Tras un buen rato sin feligreses, el cura está echando una cabezadita en el confesionario cuando la voz de una mujer lo despierta.
- Perdóneme padre, porque soy una pecadora.
- ¿Qué ha pasado hija mía?.
- No sé como decírselo, pero cuando hablo con un hombre tengo por todo el cuerpo unas sensaciones extrañas, un hormigueo que no me deja vivir.
- Pero hija, ¿con todos?.
- Con todos padre.
- Por favor hija, que yo también soy un hombre...
- Ya lo sé padre, por eso vengo a usted a confesarme.
- Vamos a ver hija, ¿como describirías esas sensaciones?.
- No sé decirle pero en este mismo momento, solo de hablar con usted, mi cuerpo ya se rebela a estar de rodillas y me pide con urgencia ponerme más cómoda de ropa y de posición.
- ¿En serio es esa la sensación que siente?.
- Esa padre, esa. Necesito relajarme...
- Pero hija, ¿como necesitas relajarte?.
- No sé, padre. ¿Qué le parece tenderme de espaldas en el suelo?.
- ¿Y qué más, necesitas hacer?.
- No sé padre.
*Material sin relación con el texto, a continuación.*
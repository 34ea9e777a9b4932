use std::collections::HashMap;
use std::path::Path;

use log::{debug, info};

use super::build_command::resolve_link_command;
use super::toolchains::Toolchain;
use crate::analysis::{attribute_target, SIMD_NAMESPACES};
use crate::model::Symbol;
use crate::report::{StackTable, StatsReport, TargetReport};
use crate::stack_sizes::{decode_stack_sizes, file_format_descriptor, PointerWidth};
use crate::symbols::parse_symbols;
use crate::StatsResult;

/// Runs the size statistics pipeline for one or more targets.
///
/// Targets are analyzed one after the other. Parsed object symbols are
/// cached by build-relative path for the whole run, so objects shared by
/// several targets are only dumped once.
pub struct SizeStats<'a> {
    toolchain: &'a dyn Toolchain,
    namespaces: Vec<String>,
    symbol_cache: HashMap<String, Vec<Symbol>>,
}

impl<'a> SizeStats<'a> {
    pub fn new(toolchain: &'a dyn Toolchain) -> Self {
        Self {
            toolchain,
            namespaces: SIMD_NAMESPACES.iter().map(|ns| ns.to_string()).collect(),
            symbol_cache: HashMap::new(),
        }
    }

    pub fn with_namespaces(mut self, namespaces: Vec<String>) -> Self {
        self.namespaces = namespaces;
        self
    }

    /// Number of distinct objects parsed so far in this run.
    pub fn cached_objects(&self) -> usize {
        self.symbol_cache.len()
    }

    /// Analyze every target in order; the first failure aborts the run.
    /// Repeated targets keep the last analysis.
    pub fn run<I, S>(&mut self, targets: I) -> StatsResult<StatsReport>
    where
        I: IntoIterator<Item = S>,
        S: AsRef<str>,
    {
        let mut report = StatsReport::default();
        for target in targets {
            report.insert(self.analyze_target(target.as_ref())?);
        }
        Ok(report)
    }

    /// Analyze one target. Errors are wrapped with the target name.
    pub fn analyze_target(&mut self, target: &str) -> StatsResult<TargetReport> {
        self.analyze(target).map_err(|e| e.in_target(target))
    }

    fn analyze(&mut self, target: &str) -> StatsResult<TargetReport> {
        info!("analyzing {target} with the {} toolchain", self.toolchain.name());
        let link = resolve_link_command(self.toolchain, target)?;
        for entry in &link.objects {
            self.load_object(entry)?;
        }

        let binary_dump = self.toolchain.symbol_dump(&link.output)?;
        let binary_symbols = parse_symbols(&link.output, &binary_dump)?;

        let format = self.toolchain.file_format(&link.output)?;
        let width = PointerWidth::from_descriptor(file_format_descriptor(&format)?)?;
        let section = self.toolchain.stack_sizes_section(&link.output)?;
        let stack = StackTable::resolve(&decode_stack_sizes(&section, width)?, &binary_symbols)?;

        let objects = link.objects.iter().map(|entry| {
            let symbols = self.symbol_cache.get(entry).map(Vec::as_slice).unwrap_or_default();
            (object_name(entry), symbols)
        });
        let attribution = attribute_target(&link.target, &binary_symbols, objects, &self.namespaces);
        debug!(
            "{}: {} objects, {} stack entries, {} unknown kinds",
            link.target,
            attribution.objects.len(),
            stack.len(),
            attribution.warnings.len()
        );
        Ok(TargetReport::assemble(attribution, stack))
    }

    fn load_object(&mut self, entry: &str) -> StatsResult<()> {
        if self.symbol_cache.contains_key(entry) {
            return Ok(());
        }
        debug!("loading symbols of {entry}");
        let dump = self.toolchain.symbol_dump(entry)?;
        let symbols = parse_symbols(entry, &dump)?;
        self.symbol_cache.insert(entry.to_string(), symbols);
        Ok(())
    }
}

/// Objects are reported by file name only.
fn object_name(entry: &str) -> &str {
    Path::new(entry).file_name().and_then(|name| name.to_str()).unwrap_or(entry)
}
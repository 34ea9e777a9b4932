//! Collaborators around the attribution engine: toolchain adapters that
//! produce the raw inputs, link command resolution, and the per-run
//! pipeline tying them together.

pub mod build_command;
pub mod pipeline;
pub mod toolchains;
Es que tengo un hormigueo para el que no encuentro acomodo.
- Pero hija...
- Creo que un poco de calor me aliviaría.
- ¿Calor hija, que clase de calor?. (El sacerdote está poniéndose a mil.)
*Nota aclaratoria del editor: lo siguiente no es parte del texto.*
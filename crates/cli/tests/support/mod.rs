//! Captured toolchain output for a small two-object tool, laid out the way
//! `DumpDirToolchain` reads it.

#![allow(dead_code)]

use std::fs;
use std::path::Path;

pub const LINK_COMMAND: &str =
    "c++ -O2 lib/CMakeFiles/enc.dir/enc.cc.o lib/libjxl.a -o tools/cjxl -lm -lpthread";

pub const BINARY_SYMBOLS: &str = "\
main T 0000000000001000 0000000000000040
_ZN3jxl6EncodeEv T 0000000000001040 0000000000000100
_ZN3jxl6N_AVX24ConvEv T 0000000000001140 0000000000000060
_ZN3jxl5SpanIhE4sizeEv W 00000000000011a0 0000000000000010
kTable r 0000000000002000 0000000000000080
gCounter B 0000000000003000 0000000000000008
memcpy U
";

pub const ENC_SYMBOLS: &str = "\
main T 0000000000000000 0000000000000040
_ZN3jxl5SpanIhE4sizeEv W 0000000000000000 0000000000000010
memcpy U
";

pub const LIBJXL_SYMBOLS: &str = "\
libjxl.a[encode.cc.o]:
_ZN3jxl6EncodeEv T 0000000000000000 0000000000000100
_ZN3jxl5SpanIhE4sizeEv W 0000000000000000 0000000000000010
kTable r 0000000000000000 0000000000000080
libjxl.a[conv.cc.o]:
_ZN3jxl6N_AVX24ConvEv T 0000000000000000 0000000000000060
gCounter B 0000000000000000 0000000000000008
";

fn write(root: &Path, relative: &str, body: &[u8]) {
    let path = root.join(relative);
    fs::create_dir_all(path.parent().expect("fixture parent")).expect("create fixture dir");
    fs::write(path, body).expect("write fixture");
}

/// Write the fixture for target `tools/cjxl` under `root`.
pub fn write_cjxl_dumps(root: &Path) {
    write(root, "commands/tools/cjxl.txt", LINK_COMMAND.as_bytes());
    write(root, "nm/tools/cjxl.txt", BINARY_SYMBOLS.as_bytes());
    write(root, "nm/lib/CMakeFiles/enc.dir/enc.cc.o.txt", ENC_SYMBOLS.as_bytes());
    write(root, "nm/lib/libjxl.a.txt", LIBJXL_SYMBOLS.as_bytes());
    write(root, "objdump/tools/cjxl.txt", b"\ntools/cjxl:     file format elf64-x86-64\n");

    let mut section = Vec::new();
    for (address, size) in [(0x1040u64, 0x70u8), (0x1000, 0x30), (0x11a0, 0x08)] {
        section.extend_from_slice(&address.to_le_bytes());
        section.push(size);
    }
    write(root, "stack_sizes/tools/cjxl.bin", &section);
}
//! build-stats-core
//!
//! Core library for estimating how much of a linked binary each statically
//! linked object is responsible for, once the linker has dropped unused
//! sections and merged weak and local duplicates.
//!
//! This crate defines the data model, the symbol-table parser, the
//! `.stack_sizes` decoder, the attribution engine, report assembly and the
//! toolchain adapters used to collect the raw inputs. The CLI is a thin
//! wrapper around it so everything substantive stays testable here.

pub mod analysis;
pub mod config;
pub mod error;
pub mod model;
pub mod report;
pub mod services;
pub mod stack_sizes;
pub mod symbols;

pub use error::{StatsError, StatsResult};

/// Returns the library version as encoded at compile time.
pub fn version() -> &'static str {
    env!("CARGO_PKG_VERSION")
}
- Calor humano padre, calor humano que alivie mi padecer.
El sacerdote no puede resistir más, pero sigue preguntando ya en primera persona.
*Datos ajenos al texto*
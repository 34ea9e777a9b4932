//! Plain-text tables for size summaries and stack usage.

use std::io::{self, Write};

use super::{SizeRow, SizeSummary, StackTable};

/// Write the size table: one row per entry, then the `-- unknown --` row.
pub fn write_size_table<W: Write>(out: &mut W, summary: &SizeSummary) -> io::Result<()> {
    writeln!(out, "{:<32} {:>17} {:>17}", "Object name", "Binary size", "Static RAM size")?;
    for row in summary.rows.iter().chain(std::iter::once(&summary.unknown)) {
        write_size_row(out, row, summary)?;
    }
    writeln!(out)
}

fn write_size_row<W: Write>(out: &mut W, row: &SizeRow, summary: &SizeSummary) -> io::Result<()> {
    writeln!(
        out,
        "{:<32} {:>8} ({:>5.1}%) {:>8} ({:>5.1}%)",
        row.name,
        row.binary_size,
        percent(row.binary_size, summary.max_binary_size),
        row.ram_size,
        percent(row.ram_size, summary.max_ram_size),
    )
}

fn percent(size: u64, max: u64) -> f64 {
    if max == 0 {
        0.0
    } else {
        100.0 * size as f64 / max as f64
    }
}

/// Write the largest stack frames. `top_entries == 0` prints all of them.
/// An empty table prints nothing.
pub fn write_stack_table<W: Write>(
    out: &mut W,
    stack: &StackTable,
    top_entries: usize,
) -> io::Result<()> {
    if stack.is_empty() {
        return Ok(());
    }
    let limit = if top_entries == 0 { stack.len() } else { top_entries };
    writeln!(out, " Stack   Symbol name")?;
    for (name, size) in stack.entries().iter().take(limit) {
        writeln!(out, "{size:>8} {name}")?;
    }
    writeln!(out)
}
use std::ffi::OsString;
use std::fs;
use std::path::{Path, PathBuf};
use std::process::Command;

use log::debug;

use super::{Toolchain, ToolchainError};

/// Toolchain backed by ninja and (optionally prefixed) binutils.
pub struct BinutilsToolchain {
    build_dir: PathBuf,
    prefix: String,
    ninja: String,
}

impl BinutilsToolchain {
    pub fn new(build_dir: impl Into<PathBuf>, prefix: impl Into<String>) -> Self {
        Self { build_dir: build_dir.into(), prefix: prefix.into(), ninja: "ninja".to_string() }
    }

    pub fn with_ninja(mut self, ninja: impl Into<String>) -> Self {
        self.ninja = ninja.into();
        self
    }

    pub fn build_dir(&self) -> &Path {
        &self.build_dir
    }

    fn tool(&self, name: &str) -> String {
        format!("{}{}", self.prefix, name)
    }

    fn artifact_path(&self, entry: &str) -> PathBuf {
        self.build_dir.join(entry)
    }
}

impl Toolchain for BinutilsToolchain {
    fn target_command(&self, target: &str) -> Result<String, ToolchainError> {
        let args: Vec<OsString> = vec![
            "-C".into(),
            self.build_dir.clone().into_os_string(),
            "-t".into(),
            "commands".into(),
            target.into(),
        ];
        let stdout = run_text(&self.ninja, &args)?;
        stdout
            .lines()
            .last()
            .map(str::to_string)
            .ok_or_else(|| ToolchainError::Empty(format!("{} -t commands {target}", self.ninja)))
    }

    fn has_artifact(&self, entry: &str) -> bool {
        self.artifact_path(entry).exists()
    }

    fn symbol_dump(&self, entry: &str) -> Result<String, ToolchainError> {
        let args: Vec<OsString> =
            vec!["--format=posix".into(), self.artifact_path(entry).into_os_string()];
        run_text(&self.tool("nm"), &args)
    }

    fn file_format(&self, entry: &str) -> Result<String, ToolchainError> {
        let args: Vec<OsString> = vec!["-a".into(), self.artifact_path(entry).into_os_string()];
        run_text(&self.tool("objdump"), &args)
    }

    fn stack_sizes_section(&self, entry: &str) -> Result<Vec<u8>, ToolchainError> {
        // The temporary file is removed when it goes out of scope, on every path.
        let section = tempfile::NamedTempFile::new()
            .map_err(|source| ToolchainError::Io { path: std::env::temp_dir(), source })?;
        let args: Vec<OsString> = vec![
            "-O".into(),
            "binary".into(),
            "--only-section=.stack_sizes".into(),
            "--set-section-flags".into(),
            ".stack_sizes=alloc".into(),
            self.artifact_path(entry).into_os_string(),
            section.path().as_os_str().to_os_string(),
        ];
        run_capture(&self.tool("objcopy"), &args)?;
        fs::read(section.path())
            .map_err(|source| ToolchainError::Io { path: section.path().to_path_buf(), source })
    }

    fn name(&self) -> &'static str {
        "binutils"
    }
}

fn run_capture(program: &str, args: &[OsString]) -> Result<Vec<u8>, ToolchainError> {
    debug!("running {program} {args:?}");
    let output = Command::new(program)
        .args(args)
        .output()
        .map_err(|source| ToolchainError::Spawn { program: program.to_string(), source })?;
    if !output.status.success() {
        return Err(ToolchainError::Exit {
            program: program.to_string(),
            status: output.status.to_string(),
            stderr: String::from_utf8_lossy(&output.stderr).trim().to_string(),
        });
    }
    Ok(output.stdout)
}

/// Run a tool whose output is parsed as text; invalid UTF-8 is an error.
fn run_text(program: &str, args: &[OsString]) -> Result<String, ToolchainError> {
    decode_output(program, run_capture(program, args)?)
}

fn decode_output(program: &str, stdout: Vec<u8>) -> Result<String, ToolchainError> {
    String::from_utf8(stdout)
        .map_err(|source| ToolchainError::Utf8 { program: program.to_string(), source })
}

#[cfg(test)]
mod tests {
    use super::*;

    #[test]
    fn tool_names_carry_the_prefix() {
        let toolchain = BinutilsToolchain::new("build", "aarch64-linux-gnu-");
        assert_eq!(toolchain.tool("nm"), "aarch64-linux-gnu-nm");
        assert_eq!(toolchain.artifact_path("lib/a.o"), Path::new("build").join("lib/a.o"));
    }

    #[test]
    fn missing_program_is_a_spawn_error() {
        let err = run_capture("build-stats-no-such-program", &[]).unwrap_err();
        assert!(matches!(err, ToolchainError::Spawn { .. }), "unexpected error: {err}");
    }

    #[test]
    fn non_utf8_output_is_rejected() {
        let err = decode_output("nm", b"caf\xe9 T 0 4\n".to_vec()).unwrap_err();
        assert!(
            matches!(err, ToolchainError::Utf8 { ref program, .. } if program == "nm"),
            "unexpected error: {err}"
        );
        assert_eq!(decode_output("nm", b"main T 0 4\n".to_vec()).unwrap(), "main T 0 4\n");
    }

    #[test]
    fn missing_ninja_fails_target_command() {
        let toolchain = BinutilsToolchain::new("build", "").with_ninja("build-stats-no-ninja");
        assert!(toolchain.target_command("tool").is_err());
    }
}
//! Transaction signing and verification with P-256 keypairs.
//!
//! Signing is a separate step from construction because reward
//! transactions from the coordinator are never signed, and the client
//! facade signs only at origination time.

use tracing::debug;

use super::Transaction;
use crate::crypto::{Keypair, PublicKey};

/// Signs a transaction in place with the sender's keypair.
///
/// The signature covers the canonical JSON of the transaction with the
/// `signature` field blanked, so re-signing is idempotent with respect
/// to the signed content.
pub fn sign_transaction<'a>(tx: &'a mut Transaction, keypair: &Keypair) -> &'a Transaction {
    tx.signature = keypair.sign_hex(&tx.signable_bytes());
    tx
}

/// Verifies a transaction's signature against the sender's registered
/// public key. Unsigned transactions never verify.
pub fn verify_transaction(tx: &Transaction, sender_key: &PublicKey) -> bool {
    if !tx.is_signed() {
        debug!(from = %tx.from, "rejecting unsigned transaction");
        return false;
    }
    sender_key.verify_hex(&tx.signable_bytes(), &tx.signature)
}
- ¿Es muy frecuente esa sensación que tienes, hija?.
- Permanente padre, permanente. Ahora mismo imagino sus manos sobre mi piel y creo que serían de gran alivio para mí.
- Pero hija, que uno no es de piedra...
- Por eso padre, por eso. Sería un acto de caridad. Necesito urgentemente que alguien me estruje entre sus brazos y me dé el alivio que pide mi cuerpo.
- Por ejemplo... ¿yo? -dice el cura ya perdidos los papeles.
- Sí padre sí. Sin duda usted podría aliviar todas mis penas.
El cura ya no puede resistir más la tentación de la carne y mirando por la cortinilla que no haya nadie más en la iglesia lanza su última pregunta a través de la celosía, para evitar responsabilidades por una posible minoría de edad.
- Una última pregunta hija mía. ¿Cuantos años tienes?.
- Setenta y cuatro padre, setenta y cuatro. ¿Podrá hacer algo por mí?.
- ¡Hostia! (perdón) -dice el cura desencantado- Lo siento hija mía, no puedo hacer nada. Ve en paz. Sin duda lo tuyo debe ser reumatismo.